Dot, my mom’s oldest friend, asks for us to hold hands, to bow our heads in prayer that Mom is no longer in pain, that she isn’t part of this physical world, that she is somewhere else, somewhere better. I don’t know if I believe this; I don’t know what I believe, really. But I dutifully drop my chin to my chest, and the sun is so very, very hot again, and I think of Ben and wish he were here but am also so relieved that he isn’t. That he isn’t seeing this mess of a life I’ve left behind; that he can’t see my weeping, which is now coming in waves, that he can’t see my father, who is clutching Piper’s elbow.

I think of the last time I saw my mother. Jesus, it was Christmas. When we watched It’s a Wonderful Life. She asked me if I was happy, as if I even knew what that meant.

I said: “I’m happy. But I’ll be happier when I’m employed, you know, working as an actor.”

She replied: “Don’t define yourself by that, sweetheart, don’t live a life marked by intangible achievements.”

“That’s not intangible; that’s real.”

She smiled at something I didn’t understand.

“You’re always saying, ‘If you can dream it, you can be it,’” I said.

“Well, that’s true.” She nodded. My mom had always been a writer—well, she’d always been a nurse. But she’d also been a poet, just for herself, she said, just because I can. “I want you to be anything you dream of. But mostly I want you to be happy. Those things aren’t always the same, you know.”

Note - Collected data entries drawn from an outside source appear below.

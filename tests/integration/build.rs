//! Full builds with `sh` standing in for every external tool.
#![cfg(unix)]

use predicates::prelude::*;
use std::sync::Arc;

use fwbundle_cli::config::{BuildConfig, ConfigOverrides};
use fwbundle_cli::core::FwError;
use fwbundle_cli::graph::{Scheduler, TaskState};
use fwbundle_cli::pipeline;
use fwbundle_cli::test_utils::{FAKE_TOOLS, ProjectFixture};

use crate::common::{fake_project, fwbundle};

fn load(project: &ProjectFixture, overrides: &ConfigOverrides) -> BuildConfig {
    BuildConfig::load(project.path(), overrides).unwrap()
}

#[tokio::test]
async fn test_full_build_produces_every_artifact() {
    fwbundle_cli::test_utils::init_test_logging(None);
    let project = fake_project("");

    let report = pipeline::build(load(&project, &ConfigOverrides::default()), false).await.unwrap();
    assert!(report.succeeded());
    assert_eq!(report.outcomes.len(), 10);
    assert!(report.outcomes.iter().all(|o| o.state == TaskState::Succeeded));
    assert!(project.path().join("build/jerryscript/libs.ready").exists());

    let makefile = project.read_file("build/Makefile").unwrap();
    assert!(makefile.contains("BOARD ?= K64F"));
    assert!(makefile.contains(&format!("RUNTIME_DIR := {}/build/jerryscript", project.path().display())));
    assert_eq!(project.read_file("build/.mbedignore").unwrap(), "out/*\n");

    assert_eq!(
        project.read_file("build/app.bundle.min.js").unwrap(),
        project.read_file("main.js").unwrap()
    );
    assert!(project.path().join("build/js/js_sources.c").exists());
    assert!(project.path().join("build/extensions.json").exists());

    let header = project.read_file("build/source/native_libraries.h").unwrap();
    assert!(header.contains("#define NATIVE_LIBRARY_COUNT 2"));
    assert!(header.contains("void ble_setup(void);"));
    assert!(header.contains("void sensors_setup(void);"));
    assert!(header.contains("#define FWBUNDLE_PIN_LED1 50"));
    assert!(header.contains("#define FWBUNDLE_PIN_BUTTON1 0x2a"));
    assert!(header.find("ble_setup").unwrap() < header.find("sensors_setup").unwrap());

    let main = project.read_file("build/source/main.cpp").unwrap();
    assert!(main.contains("ble_setup();"));

    let log = project.read_file("build/build.log").unwrap();
    assert!(log.contains("BOARD=K64F"));
    let ble_native = format!("{}/node_modules/ble/native", project.path().display());
    assert!(log.contains(&format!("--src={ble_native}")));
    assert_eq!(log.matches("--src=").count(), 3);
    assert!(log.contains(&format!("EXTRAS={ble_native}:")));
}

#[tokio::test]
async fn test_rebuild_leaves_generated_sources_untouched() {
    let project = fake_project("");
    pipeline::build(load(&project, &ConfigOverrides::default()), false).await.unwrap();
    let header = project.path().join("build/source/native_libraries.h");
    let first = std::fs::metadata(&header).unwrap().modified().unwrap();

    pipeline::build(load(&project, &ConfigOverrides::default()), false).await.unwrap();
    assert_eq!(std::fs::metadata(&header).unwrap().modified().unwrap(), first);
}

#[tokio::test]
async fn test_build_without_pins() {
    let project = fake_project("");
    let overrides = ConfigOverrides {
        no_pins: true,
        ..ConfigOverrides::default()
    };

    let config = load(&project, &overrides);
    let plan = pipeline::plan(Arc::new(config.clone())).unwrap();
    assert!(!plan.iter().any(|id| id == pipeline::GENERATE_PINS));

    let report = pipeline::build(config, false).await.unwrap();
    assert_eq!(report.outcomes.len(), 9);
    assert!(!project.path().join("build/out/pins.js").exists());

    let header = project.read_file("build/source/native_libraries.h").unwrap();
    assert!(!header.contains("FWBUNDLE_PIN_"));
}

#[tokio::test]
async fn test_existing_runtime_checkout_is_not_fetched_again() {
    let project = ProjectFixture::new().unwrap();
    project.add_extension("ble", "ble", &["native"]).unwrap();
    project.write_file("build/jerryscript/README.md", "checked out\n").unwrap();
    let tools = FAKE_TOOLS.replace(r#"'mkdir -p "$1/targets/tools"'"#, r#"'exit 9'"#);
    project
        .write_config(&format!("target = \"K64F\"\ndiscovery = \"filesystem\"\n{tools}"))
        .unwrap();

    let report = pipeline::build(load(&project, &ConfigOverrides::default()), false).await.unwrap();
    assert_eq!(report.state(pipeline::FETCH_RUNTIME), Some(TaskState::Succeeded));
    assert_eq!(report.state(pipeline::GET_LIBS), Some(TaskState::Succeeded));
    assert!(project.path().join("build/jerryscript/libs.ready").exists());
}

#[tokio::test]
async fn test_runtime_fetch_failure_blocks_conversion() {
    let project = ProjectFixture::new().unwrap();
    project.add_extension("ble", "ble", &["native"]).unwrap();
    let tools = FAKE_TOOLS.replace(r#"'mkdir -p "$1/targets/tools"'"#, r#"'exit 9'"#);
    project
        .write_config(&format!("target = \"K64F\"\ndiscovery = \"filesystem\"\n{tools}"))
        .unwrap();

    let config = Arc::new(load(&project, &ConfigOverrides::default()));
    let report = Scheduler::new(2).run(pipeline::build_graph(config).unwrap()).await;

    assert_eq!(report.first_failure.as_deref(), Some(pipeline::FETCH_RUNTIME));
    assert_eq!(report.state(pipeline::GET_LIBS), Some(TaskState::Pending));
    assert_eq!(report.state(pipeline::CPPIFY), Some(TaskState::Pending));
    assert_eq!(report.state(pipeline::COMPILE), Some(TaskState::Pending));
    assert_eq!(report.state(pipeline::BUNDLE), Some(TaskState::Succeeded));
    assert!(project.path().join("build/Makefile").exists());
}

#[tokio::test]
async fn test_build_without_runtime_preparation() {
    let project = fake_project("prepare_runtime = false");

    let config = load(&project, &ConfigOverrides::default());
    let plan = pipeline::plan(Arc::new(config.clone())).unwrap();
    assert!(!plan.iter().any(|id| id == pipeline::FETCH_RUNTIME || id == pipeline::GET_LIBS));

    let report = pipeline::build(config, false).await.unwrap();
    assert_eq!(report.outcomes.len(), 8);
    assert!(!project.path().join("build/jerryscript").exists());
}

#[tokio::test]
async fn test_native_extras_compiled() {
    let project = fake_project("");
    project.write_file("native_extras/board.c", "void board(void) {}\n").unwrap();

    pipeline::build(load(&project, &ConfigOverrides::default()), false).await.unwrap();

    let log = project.read_file("build/build.log").unwrap();
    assert!(log.contains(&format!("--src={}/native_extras", project.path().display())));
    assert_eq!(log.matches("--src=").count(), 4);
}

#[tokio::test]
async fn test_bundler_failure_blocks_only_dependents() {
    let project = ProjectFixture::new().unwrap();
    project.add_extension("ble", "ble", &["native"]).unwrap();
    let tools = FAKE_TOOLS.replace(r#"'cp "$1" "$2"', "bundler""#, r#"'exit 3', "bundler""#);
    project
        .write_config(&format!("target = \"K64F\"\ndiscovery = \"filesystem\"\n{tools}"))
        .unwrap();

    let config = Arc::new(load(&project, &ConfigOverrides::default()));
    let graph = pipeline::build_graph(config).unwrap();
    let report = Scheduler::new(2).run(graph).await;

    assert!(!report.succeeded());
    assert_eq!(report.first_failure.as_deref(), Some(pipeline::BUNDLE));
    assert_eq!(report.state(pipeline::BUNDLE), Some(TaskState::Failed));
    assert_eq!(report.state(pipeline::CPPIFY), Some(TaskState::Pending));
    assert_eq!(report.state(pipeline::COMPILE), Some(TaskState::Pending));
    assert_eq!(report.state(pipeline::DISCOVER), Some(TaskState::Succeeded));
    assert_eq!(report.state(pipeline::CODEGEN), Some(TaskState::Succeeded));
    assert_eq!(report.blocked(), vec![pipeline::CPPIFY, pipeline::COMPILE]);

    assert!(!project.path().join("build/js").exists());
    assert!(!project.path().join("build/build.log").exists());
    assert!(project.path().join("build/source/native_libraries.h").exists());

    let err = report.into_result().unwrap_err();
    match err.downcast_ref::<FwError>() {
        Some(FwError::TaskFailed { task, reason }) => {
            assert_eq!(task, pipeline::BUNDLE);
            assert!(reason.contains("exit code 3"), "{reason}");
        }
        other => panic!("unexpected error: {other:?}"),
    }
}

#[tokio::test]
async fn test_missing_entry_script_fails_bundle() {
    let project = fake_project("entry = \"src/app.js\"");

    let err = pipeline::build(load(&project, &ConfigOverrides::default()), false)
        .await
        .unwrap_err();
    assert!(err.to_string().contains("Task 'bundle' failed"), "{err}");
    assert!(format!("{err:#}").contains("src/app.js"));
}

#[test]
fn test_cli_build_reports_success() {
    let project = fake_project("max_parallel = 2");

    fwbundle(project.path())
        .args(["build", "--toolchain", "ARM"])
        .assert()
        .success()
        .stdout(predicate::str::contains("Built"))
        .stdout(predicate::str::contains("K64F"));

    assert!(project.read_file("build/build.log").unwrap().contains("BOARD=K64F"));
}

#[test]
fn test_cli_compiler_failure_names_task() {
    let project = ProjectFixture::new().unwrap();
    let tools = FAKE_TOOLS.replace(r#"'echo "$@"'"#, r#"'echo "undefined reference" >&2; exit 2'"#);
    project
        .write_config(&format!("target = \"K64F\"\ndiscovery = \"filesystem\"\n{tools}"))
        .unwrap();

    fwbundle(project.path())
        .arg("build")
        .assert()
        .failure()
        .stderr(predicate::str::contains("Task 'compile' failed"))
        .stderr(predicate::str::contains("exit code 2"));

    assert!(project.read_file("build/build.log").unwrap().contains("undefined reference"));
}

“But what if they are?” I asked.

“That’s why you’re young; that’s why you have the time to figure it all out,” she said, before rising to go make herself some tea.

I feel dizzy under the sun’s rays and worry I might pass out. Dot asks us all to step forward, to scoop my mother’s ashes and to send them out into the air, over the garden, over our home, back into the ground where they’ll bloom again in the form of flowers and snap peas and, if we’re lucky, perfect strawberries in later summer. I squeeze Piper’s hand tighter, unsure if I can do this, really let her go. But then I remind myself that I can do anything, be anyone. That is what I dream. I slip outside my grief, morph myself into someone else—someone who isn’t here burying her mother—and I release Piper’s grip and go.